How to do data sampling without replacement?

Sampling without Replacement is a way to figure out probability without replacement. In other words, you don’t replace the first item you choose before you choose a second. This dramatically changes the odds of choosing sample items. In this case, the probabilities for the second pick are affected by the result of the first pick. The events are considered to be dependent or not independent.
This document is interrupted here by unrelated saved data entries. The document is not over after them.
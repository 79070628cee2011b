//! Fetch backends
//!
//! The crawl core is generic over how a page's HTML is obtained. The HTTP
//! backend does a plain GET of the page source; the browser backend drives
//! a Chromium instance for JavaScript-rendered pages. The backend is picked
//! per site when configuration is loaded and hidden behind the [`Fetcher`]
//! trait, so the crawl logic never branches on mode.

mod http;

#[cfg(feature = "browser")]
mod browser;

pub use http::HttpFetcher;

#[cfg(feature = "browser")]
pub use browser::BrowserFetcher;

use crate::config::{Config, ScrapeMode};
use crate::FetchError;
use async_trait::async_trait;
use chrono::{DateTime, Utc};
use std::sync::Arc;
use url::Url;

/// One endpoint of the proxy pool
#[derive(Debug, Clone)]
pub struct ProxyEndpoint {
    /// Position in the configured pool, used for failure accounting
    pub index: usize,

    /// Parsed endpoint URL
    pub url: Url,
}

/// One fetched page, before extraction
#[derive(Debug, Clone)]
pub struct RawPage {
    /// Final URL after redirects
    pub url: Url,

    /// HTTP status of the final response
    pub status: u16,

    /// Page source
    pub body: String,

    /// When the fetch completed
    pub fetched_at: DateTime<Utc>,
}

/// Proof that a site's login flow completed against a fetch backend
///
/// The session state itself (cookies, browser profile) lives inside the
/// backend that produced the handle; the handle only records that
/// authentication happened for a site.
#[derive(Debug, Clone)]
pub struct SessionHandle {
    site: String,
}

impl SessionHandle {
    pub(crate) fn new(site: impl Into<String>) -> Self {
        Self { site: site.into() }
    }

    pub fn site(&self) -> &str {
        &self.site
    }
}

/// A prepared login submission
#[derive(Debug, Clone)]
pub struct LoginForm {
    /// Form field name/value pairs, credentials included
    pub fields: Vec<(String, String)>,

    /// CSS selector of the submit control, browser mode only
    pub submit_selector: String,
}

/// A fetch backend
///
/// One instance serves one site and is shared by that site's crawl task.
/// Fetches within a site happen sequentially, so implementations do not
/// need request pipelining, but they must be `Send + Sync` to live inside
/// the spawned task.
#[async_trait]
pub trait Fetcher: Send + Sync {
    /// Fetches one page
    ///
    /// Non-success statuses are errors; the caller decides whether to
    /// retry. `proxy` routes the request through a pool endpoint and
    /// `session` marks it as part of an authenticated crawl.
    async fn fetch(
        &self,
        url: &Url,
        session: Option<&SessionHandle>,
        proxy: Option<&ProxyEndpoint>,
    ) -> Result<RawPage, FetchError>;

    /// Submits a login form and returns the resulting page
    ///
    /// Unlike [`Fetcher::fetch`], a rejection status still comes back as a
    /// page. Login flows classify the response themselves; only transport
    /// failures are errors here.
    async fn submit_form(
        &self,
        url: &Url,
        form: &LoginForm,
        proxy: Option<&ProxyEndpoint>,
    ) -> Result<RawPage, FetchError>;
}

impl std::fmt::Debug for dyn Fetcher {
    fn fmt(&self, f: &mut std::fmt::Formatter<'_>) -> std::fmt::Result {
        f.write_str("dyn Fetcher")
    }
}

/// Builds the fetch backend a target's mode calls for
pub fn build_fetcher(mode: ScrapeMode, config: &Config) -> Result<Arc<dyn Fetcher>, FetchError> {
    match mode {
        ScrapeMode::Http => Ok(Arc::new(HttpFetcher::new(config)?)),
        ScrapeMode::Browser => browser_fetcher(config),
    }
}

#[cfg(feature = "browser")]
fn browser_fetcher(config: &Config) -> Result<Arc<dyn Fetcher>, FetchError> {
    Ok(Arc::new(BrowserFetcher::new(config)))
}

#[cfg(not(feature = "browser"))]
fn browser_fetcher(_config: &Config) -> Result<Arc<dyn Fetcher>, FetchError> {
    Err(FetchError::Unsupported(
        "browser mode requires the `browser` feature".to_string(),
    ))
}
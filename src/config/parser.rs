use crate::config::types::{Config, Pipeline};
use crate::config::validation::{validate, validate_pipeline};
use crate::ConfigError;
use sha2::{Digest, Sha256};
use std::path::Path;

/// Loads and parses a configuration file from the given path
///
/// # Arguments
///
/// * `path` - Path to the TOML configuration file
///
/// # Returns
///
/// * `Ok(Config)` - Successfully loaded and validated configuration
/// * `Err(ConfigError)` - Failed to load, parse, or validate the configuration
///
/// # Example
///
/// ```no_run
/// use std::path::Path;
/// use dragnet::config::load_config;
///
/// let config = load_config(Path::new("config.toml")).unwrap();
/// println!("Max retries: {}", config.max_retries);
/// ```
pub fn load_config(path: &Path) -> Result<Config, ConfigError> {
    // Read the configuration file
    let content = std::fs::read_to_string(path)?;

    // Parse TOML
    let config: Config = toml::from_str(&content)?;

    // Validate the configuration
    validate(&config)?;

    Ok(config)
}

/// Loads and parses a pipeline document from the given path
///
/// Cross-references against the config (site names, selectors) are checked
/// later when the pipeline is resolved into crawl targets; this only checks
/// the pipeline's own shape.
///
/// # Arguments
///
/// * `path` - Path to the TOML pipeline file
///
/// # Returns
///
/// * `Ok(Pipeline)` - Successfully loaded and validated pipeline
/// * `Err(ConfigError)` - Failed to load, parse, or validate the pipeline
pub fn load_pipeline(path: &Path) -> Result<Pipeline, ConfigError> {
    let content = std::fs::read_to_string(path)?;

    let pipeline: Pipeline = toml::from_str(&content)?;

    validate_pipeline(&pipeline)?;

    Ok(pipeline)
}

/// Computes a SHA-256 hash of the configuration file content
///
/// This is used to detect if the configuration has changed between runs.
///
/// # Arguments
///
/// * `path` - Path to the TOML configuration file
///
/// # Returns
///
/// * `Ok(String)` - Hex-encoded SHA-256 hash of the file content
/// * `Err(ConfigError)` - Failed to read the file
pub fn compute_config_hash(path: &Path) -> Result<String, ConfigError> {
    let content = std::fs::read_to_string(path)?;
    let mut hasher = Sha256::new();
    hasher.update(content.as_bytes());
    let result = hasher.finalize();
    Ok(hex::encode(result))
}

/// Loads a configuration and returns both the config and its hash
///
/// # Arguments
///
/// * `path` - Path to the TOML configuration file
///
/// # Returns
///
/// * `Ok((Config, String))` - Successfully loaded configuration and its hash
/// * `Err(ConfigError)` - Failed to load or parse the configuration
pub fn load_config_with_hash(path: &Path) -> Result<(Config, String), ConfigError> {
    let config = load_config(path)?;
    let hash = compute_config_hash(path)?;
    Ok((config, hash))
}
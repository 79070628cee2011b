//! Record persistence
//!
//! This module handles persisting extracted records. One sink is opened per
//! run from the global `[storage]` table and shared by every site task; a
//! pipeline's `[post-processing.export]` block, when present, redirects the
//! run's output instead.

mod csv;
mod json;
mod sqlite;
mod traits;

pub use csv::CsvSink;
pub use json::JsonSink;
pub use sqlite::SqliteSink;
pub use traits::{StorageError, StorageResult, StorageSink};

use crate::config::{ExportConfig, ExportFormat, StorageConfig, StorageKind};
use std::path::{Path, PathBuf};
use std::sync::Arc;

/// Opens the sink described by the global storage config
///
/// # Arguments
///
/// * `config` - The `[storage]` table of the run's config
///
/// # Returns
///
/// * `Ok(Arc<dyn StorageSink>)` - Successfully opened sink
/// * `Err(StorageError)` - Failed to open the destination
pub fn open_sink(config: &StorageConfig) -> StorageResult<Arc<dyn StorageSink>> {
    let path = Path::new(&config.path);
    let sink: Arc<dyn StorageSink> = match config.kind {
        StorageKind::Csv => Arc::new(CsvSink::new(path)),
        StorageKind::Json => Arc::new(JsonSink::new(path)),
        StorageKind::Sqlite => Arc::new(SqliteSink::open(path, &config.table)?),
    };
    Ok(sink)
}

/// Opens the sink described by a pipeline's export block
///
/// The export path names a file stem; the format's extension is appended to
/// it, so `path = "processed_data"` with the csv format writes
/// `processed_data.csv`.
pub fn open_export_sink(export: &ExportConfig) -> StorageResult<Arc<dyn StorageSink>> {
    let sink: Arc<dyn StorageSink> = match export.format {
        ExportFormat::Csv => Arc::new(CsvSink::new(export_path(&export.path, "csv"))),
        ExportFormat::Json => Arc::new(JsonSink::new(export_path(&export.path, "json"))),
    };
    Ok(sink)
}

fn export_path(stem: &str, extension: &str) -> PathBuf {
    PathBuf::from(format!("{}.{}", stem, extension))
}
//! Dragnet main entry point
//!
//! This is the command-line interface for the dragnet crawl pipeline.

use anyhow::Context;
use clap::Parser;
use dragnet::config::{
    load_config_with_hash, load_pipeline, resolve_targets, Config, Pipeline, ScrapeMode,
    StorageKind,
};
use dragnet::output::print_run_report;
use dragnet::Orchestrator;
use std::path::{Path, PathBuf};
use tracing_subscriber::EnvFilter;

/// Config file consulted when neither --config nor the pipeline names one
const DEFAULT_CONFIG_PATH: &str = "config.toml";

/// Dragnet: a configurable crawl and extraction pipeline
///
/// Dragnet drives multi-site scraping runs from two TOML documents: a
/// global config naming sites, limits, and storage, and a pipeline picking
/// the sites to crawl and the post-processing to apply to their records.
#[derive(Parser, Debug)]
#[command(name = "dragnet")]
#[command(version = "1.0.0")]
#[command(about = "A configurable crawl and extraction pipeline", long_about = None)]
struct Cli {
    /// Path to the pipeline TOML file
    #[arg(short, long, value_name = "PIPELINE", default_value = "pipeline.toml")]
    pipeline: PathBuf,

    /// Path to the config TOML file (overrides the pipeline's `config` key)
    #[arg(short, long, value_name = "CONFIG")]
    config: Option<PathBuf>,

    /// Scrape a single URL instead of running a pipeline file
    #[arg(short, long, value_name = "URL")]
    url: Option<String>,

    /// Output file for --url runs
    #[arg(short, long, value_name = "FILE", default_value = "scraped_data.csv")]
    output: String,

    /// Fetch mode for --url runs (http or browser)
    #[arg(short, long, value_name = "MODE", default_value = "http")]
    mode: String,

    /// Increase logging verbosity (-v, -vv, -vvv)
    #[arg(short, long, action = clap::ArgAction::Count)]
    verbose: u8,

    /// Suppress non-error output
    #[arg(short, long, conflicts_with = "verbose")]
    quiet: bool,

    /// Validate both documents and show what would be crawled without crawling
    #[arg(long)]
    dry_run: bool,
}

#[tokio::main]
async fn main() -> anyhow::Result<()> {
    let cli = Cli::parse();

    // Setup logging based on verbosity
    setup_logging(cli.verbose, cli.quiet);

    let pipeline = if let Some(url) = &cli.url {
        tracing::info!("Running single-URL pipeline for {}", url);
        single_url_pipeline(url, &cli.mode)?
    } else {
        tracing::info!("Loading pipeline from: {}", cli.pipeline.display());
        load_pipeline(&cli.pipeline)
            .with_context(|| format!("cannot load pipeline {}", cli.pipeline.display()))?
    };

    let (mut config, config_hash) =
        load_run_config(cli.config.as_deref(), pipeline.config.as_deref())?;

    if cli.url.is_some() {
        apply_output_override(&mut config, &cli.output);
    }

    if cli.dry_run {
        handle_dry_run(&config, &pipeline)?;
        return Ok(());
    }

    handle_run(config, pipeline, config_hash).await
}

/// Sets up the logging/tracing subscriber based on verbosity level
fn setup_logging(verbose: u8, quiet: bool) {
    let filter = if quiet {
        // Only show errors
        EnvFilter::new("error")
    } else {
        match verbose {
            0 => EnvFilter::new("dragnet=info,warn"),
            1 => EnvFilter::new("dragnet=debug,info"),
            2 => EnvFilter::new("dragnet=trace,debug"),
            _ => EnvFilter::new("trace"),
        }
    };

    tracing_subscriber::fmt()
        .with_env_filter(filter)
        .with_target(false)
        .with_thread_ids(false)
        .with_file(false)
        .init();
}

/// Builds the one-shot pipeline a bare URL runs as
///
/// There are no selectors, so records carry the context fields plus the
/// generic link, image, and metadata extractions.
fn single_url_pipeline(url: &str, mode: &str) -> anyhow::Result<Pipeline> {
    Ok(Pipeline {
        urls: vec![url.to_string()],
        mode: Some(parse_mode(mode)?),
        extract_links: true,
        extract_images: true,
        extract_metadata: true,
        ..Default::default()
    })
}

fn parse_mode(raw: &str) -> anyhow::Result<ScrapeMode> {
    match raw {
        "http" => Ok(ScrapeMode::Http),
        "browser" => Ok(ScrapeMode::Browser),
        other => anyhow::bail!("unknown mode '{}' (expected http or browser)", other),
    }
}

/// Loads the config the pipeline runs against
///
/// An explicitly named config must exist, whether it came from --config or
/// from the pipeline's `config` key. Only the fallback default path may be
/// absent, in which case built-in defaults apply.
fn load_run_config(
    cli_path: Option<&Path>,
    pipeline_path: Option<&str>,
) -> anyhow::Result<(Config, String)> {
    let named = cli_path
        .map(Path::to_path_buf)
        .or_else(|| pipeline_path.map(PathBuf::from));

    if let Some(path) = named {
        let (config, hash) = load_config_with_hash(&path)
            .with_context(|| format!("cannot load config {}", path.display()))?;
        tracing::info!(
            "Configuration loaded from {} (hash: {})",
            path.display(),
            hash
        );
        return Ok((config, hash));
    }

    let default_path = Path::new(DEFAULT_CONFIG_PATH);
    if default_path.exists() {
        let (config, hash) = load_config_with_hash(default_path)
            .with_context(|| format!("cannot load config {}", default_path.display()))?;
        tracing::info!(
            "Configuration loaded from {} (hash: {})",
            DEFAULT_CONFIG_PATH,
            hash
        );
        Ok((config, hash))
    } else {
        tracing::info!("No {} found, using built-in defaults", DEFAULT_CONFIG_PATH);
        Ok((Config::default(), "builtin".to_string()))
    }
}

/// Points the run's storage at the --output file for single-URL runs
fn apply_output_override(config: &mut Config, output: &str) {
    config.storage.path = output.to_string();
    config.storage.kind = match Path::new(output).extension().and_then(|e| e.to_str()) {
        Some("json") => StorageKind::Json,
        Some("db") | Some("sqlite") => StorageKind::Sqlite,
        _ => StorageKind::Csv,
    };
}

/// Handles the --dry-run mode: validates both documents and shows the plan
fn handle_dry_run(config: &Config, pipeline: &Pipeline) -> anyhow::Result<()> {
    let targets = resolve_targets(config, pipeline)?;

    println!("=== Dragnet Dry Run ===\n");

    println!("Limits:");
    println!("  Request timeout: {}s", config.request_timeout);
    println!(
        "  Delay between requests: {}ms",
        config.delay_between_requests
    );
    println!("  Max retries per page: {}", config.max_retries);
    println!("  Max concurrent sites: {}", config.max_concurrent_sites);

    println!("\nStorage:");
    match &pipeline.post_processing.export {
        Some(export) => println!("  Export override: {:?} at {}.*", export.format, export.path),
        None => println!("  {:?} at {}", config.storage.kind, config.storage.path),
    }

    println!("\nProxy pool:");
    if config.proxy.enabled {
        for endpoint in &config.proxy.endpoints {
            println!("  - {}", endpoint);
        }
    } else {
        println!("  rotation disabled");
    }

    println!("\nTargets ({}):", targets.len());
    for target in &targets {
        println!("  - {} [{}]", target.name, target.mode.as_str());
        for url in &target.urls {
            println!("    * {}", url);
        }
        println!("    selectors: {}", target.selectors.len());
        if let Some(pagination) = target.pagination.as_ref().filter(|p| p.enabled) {
            println!(
                "    pagination: up to {} pages via '{}'",
                pagination.max_pages, pagination.next_selector
            );
        }
        if target.required_login().is_some() {
            println!("    login required");
        }
    }

    println!(
        "\nPost-processing operations: {}",
        pipeline.post_processing.operations.len()
    );

    println!("\n✓ Configuration is valid");
    println!("✓ Would crawl {} site(s)", targets.len());

    Ok(())
}

/// Handles the main crawl operation
async fn handle_run(
    config: Config,
    pipeline: Pipeline,
    config_hash: String,
) -> anyhow::Result<()> {
    let orchestrator = Orchestrator::new(config, &pipeline, config_hash)
        .context("pipeline cannot run against this config")?;

    // Ctrl-C requests a graceful stop; records gathered so far still land
    // in storage and the report
    let cancel = orchestrator.cancel_token();
    tokio::spawn(async move {
        if tokio::signal::ctrl_c().await.is_ok() {
            tracing::warn!("Interrupt received, finishing in-flight work");
            cancel.cancel();
        }
    });

    let report = orchestrator.run().await;
    print_run_report(&report);

    Ok(())
}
Example: Let’s say you had a population of 7 people, and you wanted to sample 2. Their names are:

  • John
  • Jack
  • Qiu
  • Tina
  • Hatty
  • Jacques
  • Des

You would have the same list of names to choose two people from. And your list of results would similar, except you couldn’t choose the same person twice:

  • John, Jack
  • John, Qui
  • Jack, Qui
  • Jack Tina…

But now, your two items are dependent, or linked to each other. When you choose the first item, you have a 1/7 probability of picking a name. But then, assuming you don’t replace the name, you only have six names to pick from. That gives you a 1/6 chance of choosing a second name. The odds become:

  • P(John, Jack) = (1/7) * (1/6) = .024.
  • P(John, Qui) = (1/7) * (1/6) = .024.
  • P(Jack, Qui) = (1/7) * (1/6) = .024.
  • P(Jack Tina) = (1/7) * (1/6) = .024…

As you can probably figure out, I’ve only used a few items here, so the odds only change a little. But larger samples taken from small populations can have more dramatic results.